● **Problem description**
In the entries below, filter for the word "CreateUser" and copy every matching line.

*** The data Section Begins ***

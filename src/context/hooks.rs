//! Adapter hooks invoked by the dispatch registry.

use crate::context::EmitOptions;
use crate::event::Event;
use crate::tag::Tag;

/// Hook pair a transport can install to mirror every local interaction
/// onto a physical channel instead of subscribing with a match expression.
///
/// Both methods default to no-ops.
pub trait ContextHooks: Send + Sync {
    /// Called once per `emit`, after all in-process delivery.
    fn on_sent(&self, tag: &Tag, event: &Event, options: &EmitOptions) {
        let _ = (tag, event, options);
    }

    /// Called after each listener registered with `on`/`once` has run.
    fn on_received(&self, tag: &Tag, event: &Event) {
        let _ = (tag, event);
    }
}
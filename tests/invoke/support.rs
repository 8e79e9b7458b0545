//! Test domain: user creation requests.

use serde::{Deserialize, Serialize};

pub fn init_tracing() {
    let _ = tracing_subscriber::fmt()
        .with_env_filter(tracing_subscriber::EnvFilter::from_default_env())
        .with_test_writer()
        .try_init();
}

#[derive(Debug, Clone, Serialize, Deserialize)]
pub struct CreateUser {
    pub name: String,
    pub age: u32,
}

#[derive(Debug, Clone, PartialEq, Serialize, Deserialize)]
pub struct UserCreated {
    pub id: String,
}

pub async fn create_user(req: CreateUser) -> Result<UserCreated, eventa_rust::HandlerError> {
    Ok(UserCreated {
        id: format!("{}-{}", req.name, req.age),
    })
}

pub fn alice() -> CreateUser {
    CreateUser {
        name: "alice".to_string(),
        age: 25,
    }
}
//! Stream handlers returning `Stream`s.

use std::sync::Arc;
use std::time::Duration;

use eventa_rust::{
    define_invoke_events, define_stream_invoke, define_stream_invoke_handler, Context,
    HandlerError, InvokeError,
};
use futures::stream::{self, StreamExt};

use crate::support::init_tracing;

fn count_to(n: u32) -> impl futures::Stream<Item = Result<u32, HandlerError>> {
    stream::iter((1..=n).map(Ok))
}

#[tokio::test]
async fn yields_values_in_order_then_ends() {
    init_tracing();
    let ctx = Context::new();
    let events = define_invoke_events::<u32, u32>(Some("count"));
    define_stream_invoke_handler(&ctx, &events, Arc::new(count_to));

    let client = define_stream_invoke(&ctx, &events);
    let values: Vec<u32> = client.call(3).map(|item| item.unwrap()).collect().await;

    assert_eq!(values, vec![1, 2, 3]);
    assert_eq!(client.pending(), 0);
}

#[tokio::test]
async fn error_after_values() {
    let ctx = Context::new();
    let events = define_invoke_events::<u32, ()>(None);
    define_stream_invoke_handler(
        &ctx,
        &events,
        Arc::new(|_: ()| {
            stream::iter(vec![Ok(1), Ok(2), Err(HandlerError::new("bad")), Ok(3)])
        }),
    );

    let client = define_stream_invoke(&ctx, &events);
    let items: Vec<_> = client.call(()).collect().await;

    assert_eq!(
        items,
        vec![
            Ok(1),
            Ok(2),
            Err(InvokeError::Handler { message: "bad".to_string() }),
        ]
    );
}

#[tokio::test]
async fn empty_stream_ends_cleanly() {
    let ctx = Context::new();
    let events = define_invoke_events::<u32, u32>(None);
    define_stream_invoke_handler(&ctx, &events, Arc::new(count_to));

    let client = define_stream_invoke(&ctx, &events);
    let items: Vec<_> = client.call(0).collect().await;
    assert!(items.is_empty());
}

#[tokio::test]
async fn concurrent_streams_stay_separate() {
    let ctx = Context::new();
    let events = define_invoke_events::<String, String>(None);
    define_stream_invoke_handler(
        &ctx,
        &events,
        Arc::new(|prefix: String| {
            stream::iter(0..4).then(move |i| {
                let prefix = prefix.clone();
                async move {
                    tokio::time::sleep(Duration::from_millis(2)).await;
                    Ok::<_, HandlerError>(format!("{}{}", prefix, i))
                }
            })
        }),
    );

    let client = define_stream_invoke(&ctx, &events);
    let (a, b) = tokio::join!(
        client.call("a".to_string()).map(Result::unwrap).collect::<Vec<_>>(),
        client.call("b".to_string()).map(Result::unwrap).collect::<Vec<_>>(),
    );

    assert_eq!(a, vec!["a0", "a1", "a2", "a3"]);
    assert_eq!(b, vec!["b0", "b1", "b2", "b3"]);
}

#[tokio::test]
async fn cancelling_consumer_unregisters_call() {
    let ctx = Context::new();
    let events = define_invoke_events::<u64, ()>(None);
    define_stream_invoke_handler(
        &ctx,
        &events,
        Arc::new(|_: ()| {
            stream::unfold(0u64, |n| async move {
                tokio::time::sleep(Duration::from_millis(1)).await;
                Some((Ok::<_, HandlerError>(n), n + 1))
            })
        }),
    );

    let client = define_stream_invoke(&ctx, &events);
    let mut updates = client.call(());
    assert_eq!(updates.next().await, Some(Ok(0)));
    assert_eq!(updates.next().await, Some(Ok(1)));
    assert_eq!(client.pending(), 1);

    drop(updates);
    assert_eq!(client.pending(), 0);
}

#[tokio::test]
async fn no_handler_is_reported_on_first_poll() {
    let ctx = Context::new();
    let events = define_invoke_events::<u32, u32>(Some("nobody"));
    let client = define_stream_invoke(&ctx, &events);

    let mut stream = client.call(1);
    let first = stream.next().await.unwrap().unwrap_err();
    assert_eq!(first.to_string(), "No invoke handler for event: nobody-send");
    assert!(stream.next().await.is_none());
}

*** The data Section Ends ***

● **Task output**
pub struct CreateUser {
pub async fn create_user(req: CreateUser) -> Result<UserCreated, eventa_rust::HandlerError> {
pub fn alice() -> CreateUser {
    CreateUser {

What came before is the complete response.